101 Horror Movies You Must See Before You Die catalogs 101 horror movies, it does not rank them. Instead of a list ranging from #101 to #1, the movies are grouped by decade. The list begins with the pre-1920’s, which features only one title, The Cabinet of Dr. Caligari (1919, Robert Wiene) and ends with the 2010’s, which also includes only one title, It Follows (2014, David Robert Mitchell).

he three decades with the most titles are the 1970’s (22), the 1980’s (17), and the 1960’s (16). Notable titles from the 70’s include The Exorcist (1973, William Friedkin), The Texas Chainsaw Massacre (1974, Tobe Hooper), and Halloween, (1978, John Carpenter). Notable 80’s titles include The Shining (1980, Stanley Kubrick), A Nightmare On Elm Street (1984, Wes Craven), and Hellraiser (1987, Clive Barker). Finally, the 60’s unearthed classics such as Psycho (1960, Alfred Hitchcock), Peeping Tom (1960, Michael Powell), and Night Of The Living Dead (1968, George A. Romero).

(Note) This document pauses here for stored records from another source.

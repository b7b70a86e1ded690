//! One feed's on-disk archive: an Atom feed document holding every
//! archived article of that feed.
//!
//! The file on disk is the committed state. Mutations touch only the
//! in-memory row table and mark it dirty; `commit()` rewrites the whole
//! file atomically, `rollback()` re-reads it.

use std::path::{Path, PathBuf};
use std::sync::{Mutex, Weak};

use chrono::{DateTime, Utc};

use crate::item::{read_feed_entries, write_feed};
use crate::item::{Category, Enclosure, Item, Person, Status};
use crate::util::atomic_write;

use super::super::rows::{ArticleRow, ArticleRows};
use super::super::{lock, FeedStorage, StorageError};
use super::VaultStorageInner;

/// Reserved custom property that carries the per-row permalink flag
/// through the Atom file. Written only when the flag is set; stripped
/// again on load so it never surfaces as a real custom property.
pub(super) const GUID_IS_PERMALINK_PROPERTY: &str = "feedvault:guidIsPermaLink";

/// Reads an archive file back into a row table. A missing file is an
/// empty archive; an unreadable or unparseable one fails closed.
pub(super) fn load_rows(path: &Path) -> Result<ArticleRows, StorageError> {
    let bytes = match std::fs::read(path) {
        Ok(bytes) => bytes,
        Err(err) if err.kind() == std::io::ErrorKind::NotFound => {
            return Ok(ArticleRows::default());
        }
        Err(err) => {
            return Err(StorageError::OpenFailed(format!(
                "{}: {}",
                path.display(),
                err
            )));
        }
    };
    let items = read_feed_entries(&bytes)
        .map_err(|err| StorageError::CorruptIndex(format!("{}: {}", path.display(), err)))?;

    let mut rows = ArticleRows::default();
    for mut item in items {
        let guid_is_permalink = item.custom_property(GUID_IS_PERMALINK_PROPERTY) == Some("true");
        item.remove_custom_property(GUID_IS_PERMALINK_PROPERTY);
        rows.insert_row(ArticleRow {
            item,
            guid_is_permalink,
        });
    }
    Ok(rows)
}

fn render_rows(rows: &ArticleRows) -> Result<Vec<u8>, StorageError> {
    let mut items: Vec<Item> = Vec::with_capacity(rows.len());
    for row in rows.iter() {
        let mut item = row.item.clone();
        if row.guid_is_permalink {
            item.set_custom_property(GUID_IS_PERMALINK_PROPERTY, "true");
        }
        items.push(item);
    }
    write_feed(&items).map_err(|err| StorageError::WriteFailed(err.to_string()))
}

#[derive(Debug)]
struct ArchiveState {
    rows: ArticleRows,
    dirty: bool,
}

/// The vault [`FeedStorage`]: one Atom file per feed, counters delegated
/// to the owning manager's index.
#[derive(Debug)]
pub struct VaultFeedStorage {
    url: String,
    path: PathBuf,
    owner: Weak<VaultStorageInner>,
    state: Mutex<ArchiveState>,
}

impl VaultFeedStorage {
    pub(super) fn new(
        url: String,
        path: PathBuf,
        owner: Weak<VaultStorageInner>,
        rows: ArticleRows,
    ) -> VaultFeedStorage {
        VaultFeedStorage {
            url,
            path,
            owner,
            state: Mutex::new(ArchiveState { rows, dirty: false }),
        }
    }

    /// Drops all rows without touching the file. Used by `clear()`, which
    /// deletes the files wholesale.
    pub(super) fn forget(&self) {
        let mut state = lock(&self.state);
        state.rows.clear();
        state.dirty = false;
    }

    fn with_row<T>(&self, guid: &str, read: impl FnOnce(&ArticleRow) -> T) -> Option<T> {
        let state = lock(&self.state);
        state.rows.get(guid).map(read)
    }

    /// Applies `write` to the row and marks the archive dirty. No-op when
    /// the GUID is unknown.
    fn mutate(&self, guid: &str, write: impl FnOnce(&mut ArticleRow)) {
        let mut state = lock(&self.state);
        let Some(row) = state.rows.get_mut(guid) else {
            return;
        };
        write(row);
        state.dirty = true;
        drop(state);
        self.touch();
    }

    fn touch(&self) {
        if let Some(owner) = self.owner.upgrade() {
            owner.touch();
        }
    }
}

impl FeedStorage for VaultFeedStorage {
    fn add_entry(&self, guid: &str) {
        let inserted = {
            let mut state = lock(&self.state);
            let inserted = state.rows.insert(guid);
            state.dirty = true;
            inserted
        };
        if inserted {
            if let Some(owner) = self.owner.upgrade() {
                owner.update_counter(&self.url, |row| row.total += 1);
            }
        }
        self.touch();
    }

    fn contains(&self, guid: &str) -> bool {
        lock(&self.state).rows.contains(guid)
    }

    fn delete_article(&self, guid: &str) {
        {
            let mut state = lock(&self.state);
            if !state.rows.remove(guid) {
                return;
            }
            state.dirty = true;
        }
        if let Some(owner) = self.owner.upgrade() {
            owner.update_counter(&self.url, |row| row.total -= 1);
        }
        self.touch();
    }

    fn set_deleted(&self, guid: &str) {
        let mut state = lock(&self.state);
        if state.rows.tombstone(guid) {
            state.dirty = true;
            drop(state);
            self.touch();
        }
    }

    fn clear(&self) {
        {
            let mut state = lock(&self.state);
            state.rows.clear();
            state.dirty = true;
        }
        if let Some(owner) = self.owner.upgrade() {
            owner.update_counter(&self.url, |row| {
                row.unread = 0;
                row.total = 0;
            });
        }
        self.touch();
    }

    fn articles(&self) -> Vec<String> {
        lock(&self.state).rows.guids()
    }

    fn unread(&self) -> i64 {
        self.owner
            .upgrade()
            .and_then(|owner| owner.counter(&self.url, |row| row.unread))
            .unwrap_or(0)
    }

    fn set_unread(&self, unread: i64) {
        if let Some(owner) = self.owner.upgrade() {
            owner.update_counter(&self.url, |row| row.unread = unread);
        }
    }

    fn total_count(&self) -> i64 {
        self.owner
            .upgrade()
            .and_then(|owner| owner.counter(&self.url, |row| row.total))
            .unwrap_or(0)
    }

    fn last_fetch(&self) -> Option<DateTime<Utc>> {
        self.owner
            .upgrade()
            .and_then(|owner| owner.counter(&self.url, |row| row.last_fetch))
            .flatten()
    }

    fn set_last_fetch(&self, when: Option<DateTime<Utc>>) {
        if let Some(owner) = self.owner.upgrade() {
            owner.update_counter(&self.url, |row| row.last_fetch = when);
        }
    }

    fn title(&self, guid: &str) -> Option<String> {
        self.with_row(guid, |row| row.item.title().to_string())
    }

    fn set_title(&self, guid: &str, title: &str) {
        self.mutate(guid, |row| row.item.set_title(title));
    }

    fn description(&self, guid: &str) -> Option<String> {
        self.with_row(guid, |row| row.item.description().to_string())
    }

    fn set_description(&self, guid: &str, description: &str) {
        self.mutate(guid, |row| row.item.set_description(description));
    }

    fn content(&self, guid: &str) -> Option<String> {
        self.with_row(guid, |row| row.item.content().to_string())
    }

    fn set_content(&self, guid: &str, content: &str) {
        self.mutate(guid, |row| row.item.set_content(content));
    }

    fn link(&self, guid: &str) -> Option<String> {
        self.with_row(guid, |row| row.item.link().to_string())
    }

    fn set_link(&self, guid: &str, link: &str) {
        self.mutate(guid, |row| row.item.set_link(link));
    }

    fn author(&self, guid: &str) -> Option<Person> {
        self.with_row(guid, |row| {
            row.item.authors().first().cloned().unwrap_or_default()
        })
    }

    fn set_author(&self, guid: &str, author: &Person) {
        self.mutate(guid, |row| row.item.set_authors(vec![author.clone()]));
    }

    fn comments(&self, guid: &str) -> Option<i64> {
        self.with_row(guid, |row| row.item.comments_count())
    }

    fn set_comments(&self, guid: &str, count: i64) {
        self.mutate(guid, |row| row.item.set_comments_count(count));
    }

    fn comments_link(&self, guid: &str) -> Option<String> {
        self.with_row(guid, |row| row.item.comments_link().to_string())
    }

    fn set_comments_link(&self, guid: &str, link: &str) {
        self.mutate(guid, |row| row.item.set_comments_link(link));
    }

    fn status(&self, guid: &str) -> Option<Status> {
        self.with_row(guid, |row| row.item.status())
    }

    fn set_status(&self, guid: &str, status: Status) {
        self.mutate(guid, |row| row.item.set_status(status));
    }

    fn pub_date(&self, guid: &str) -> Option<DateTime<Utc>> {
        self.with_row(guid, |row| row.item.date_published()).flatten()
    }

    fn set_pub_date(&self, guid: &str, date: Option<DateTime<Utc>>) {
        self.mutate(guid, |row| row.item.set_date_published(date));
    }

    fn hash(&self, guid: &str) -> Option<u32> {
        self.with_row(guid, |row| row.item.hash())
    }

    fn set_hash(&self, guid: &str, hash: u32) {
        self.mutate(guid, |row| row.item.set_hash(hash));
    }

    fn guid_is_hash(&self, guid: &str) -> Option<bool> {
        self.with_row(guid, |row| row.item.id_is_hash())
    }

    fn set_guid_is_hash(&self, guid: &str, is_hash: bool) {
        self.mutate(guid, |row| row.item.set_id_is_hash(is_hash));
    }

    fn guid_is_permalink(&self, guid: &str) -> Option<bool> {
        self.with_row(guid, |row| row.guid_is_permalink)
    }

    fn set_guid_is_permalink(&self, guid: &str, is_permalink: bool) {
        self.mutate(guid, |row| row.guid_is_permalink = is_permalink);
    }

    fn enclosure(&self, guid: &str) -> Option<Option<Enclosure>> {
        self.with_row(guid, |row| row.item.enclosures().first().cloned())
    }

    fn set_enclosure(&self, guid: &str, enclosure: &Enclosure) {
        self.mutate(guid, |row| {
            row.item.set_enclosures(vec![enclosure.clone()]);
        });
    }

    fn remove_enclosure(&self, guid: &str) {
        self.mutate(guid, |row| row.item.set_enclosures(Vec::new()));
    }

    fn categories(&self, guid: &str) -> Option<Vec<Category>> {
        self.with_row(guid, |row| row.item.categories().to_vec())
    }

    fn add_category(&self, guid: &str, category: &Category) {
        self.mutate(guid, |row| {
            let mut categories = row.item.categories().to_vec();
            let present = categories
                .iter()
                .any(|c| c.term == category.term && c.scheme == category.scheme);
            if !present {
                categories.push(category.clone());
                row.item.set_categories(categories);
            }
        });
    }

    fn is_dirty(&self) -> bool {
        lock(&self.state).dirty
    }

    fn commit(&self) -> Result<(), StorageError> {
        let mut state = lock(&self.state);
        if !state.dirty {
            return Ok(());
        }
        let bytes = render_rows(&state.rows)?;
        atomic_write(&self.path, &bytes).map_err(|err| {
            StorageError::WriteFailed(format!("{}: {}", self.path.display(), err))
        })?;
        state.dirty = false;
        Ok(())
    }

    fn rollback(&self) -> Result<(), StorageError> {
        let mut state = lock(&self.state);
        if !state.dirty {
            return Ok(());
        }
        state.rows = load_rows(&self.path)?;
        state.dirty = false;
        Ok(())
    }

    fn close(&self) -> Result<(), StorageError> {
        if let Some(owner) = self.owner.upgrade() {
            if owner.auto_commit() {
                self.commit()?;
            }
            owner.release_archive(&self.url);
        }
        Ok(())
    }
}

#[cfg(test)]
mod tests {
    use super::*;

    fn item(id: &str, title: &str) -> Item {
        let mut item = Item::new();
        item.set_id(id);
        item.set_title(title);
        item
    }

    #[test]
    fn test_permalink_flag_rides_a_reserved_property() {
        let mut rows = ArticleRows::default();
        rows.insert_row(ArticleRow {
            item: item("a", "flagged"),
            guid_is_permalink: true,
        });
        rows.insert_row(ArticleRow {
            item: item("b", "plain"),
            guid_is_permalink: false,
        });

        let bytes = render_rows(&rows).unwrap();
        let text = String::from_utf8(bytes.clone()).unwrap();
        assert!(text.contains("feedvault:guidIsPermaLink"));

        let dir = std::env::temp_dir().join(format!(
            "feedvault_archive_permalink_{}",
            std::process::id()
        ));
        std::fs::create_dir_all(&dir).unwrap();
        let path = dir.join("roundtrip.atom");
        std::fs::write(&path, &bytes).unwrap();

        let loaded = load_rows(&path).unwrap();
        let a = loaded.get("a").unwrap();
        assert!(a.guid_is_permalink);
        // stripped on load, not a visible custom property
        assert_eq!(a.item.custom_property(GUID_IS_PERMALINK_PROPERTY), None);
        assert!(!loaded.get("b").unwrap().guid_is_permalink);

        std::fs::remove_dir_all(&dir).ok();
    }

    #[test]
    fn test_missing_file_loads_empty() {
        let path = std::env::temp_dir().join(format!(
            "feedvault_archive_missing_{}.atom",
            std::process::id()
        ));
        std::fs::remove_file(&path).ok();
        let rows = load_rows(&path).unwrap();
        assert_eq!(rows.len(), 0);
    }

    #[test]
    fn test_damaged_file_fails_closed() {
        let dir = std::env::temp_dir().join(format!(
            "feedvault_archive_damaged_{}",
            std::process::id()
        ));
        std::fs::create_dir_all(&dir).unwrap();
        let path = dir.join("feed.atom");
        std::fs::write(&path, b"<feed><entry>truncated").unwrap();

        let err = load_rows(&path).unwrap_err();
        assert!(matches!(err, StorageError::CorruptIndex(_)));

        std::fs::remove_dir_all(&dir).ok();
    }
}
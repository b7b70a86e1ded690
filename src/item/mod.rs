//! Item model and its lossless serialization format.
//!
//! This module provides:
//! - [`Item`] and its sub-types ([`Person`], [`Enclosure`], [`Category`]):
//!   the in-memory representation of a single archived article
//! - [`Status`]: bit-flag read/important state
//! - [`serialize`] / [`deserialize`]: the Atom-with-extensions wire format
//!   every archival backend persists, plus [`write_feed`] /
//!   [`read_feed_entries`] for whole-archive `<feed>` documents
//!
//! `Item` is a value type with no hidden I/O; the serializer is the only
//! place where load order, omission rules and namespace handling live.

mod model;
mod serializer;
mod status;

pub use model::{Category, Enclosure, Item, Person};
pub use serializer::{deserialize, read_feed_entries, serialize, write_feed, SerializerError};
pub use status::Status;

101 Horror Movies is by no means an all American list. Granted, almost half of the movies represented (49) are from the U.S. However, 16 other countries are represented as well. The only other country with entries in the double digits is the U.K. which accounts for 17 titles. Most of the rarely seen gems in this book are from other countries.

The great thing about a book such as this is the numerous arguments and discussions that will arise, including additions that may be questionable or submissions that are deemed inexcusable. For example, Fritz Lang’s 1931 classic M floats on the edges of horror movie tropes, but doesn’t feel like a true horror movie. Also, David Lynch’s 1977 debut Eraserhead is dreamlike and ethereal, but is not a horror film. It is a genre unto itself. Meanwhile, a comedy horror classic such as Young Frankenstein (1974, Mel Brooks) has been unfortunately left out.

Whether you agree or disagree with the list, 101 Horror Movies You Must See Before You Die is a must have book for horror movie experts and novices alike. At 416 pages, the read may seem daunting. It is not. Each movie receives a two page write-up, as well as poster art and a still shot.101 Horror Movies You Must See Before You Die is published in the U.K. and the United States by Apple Press.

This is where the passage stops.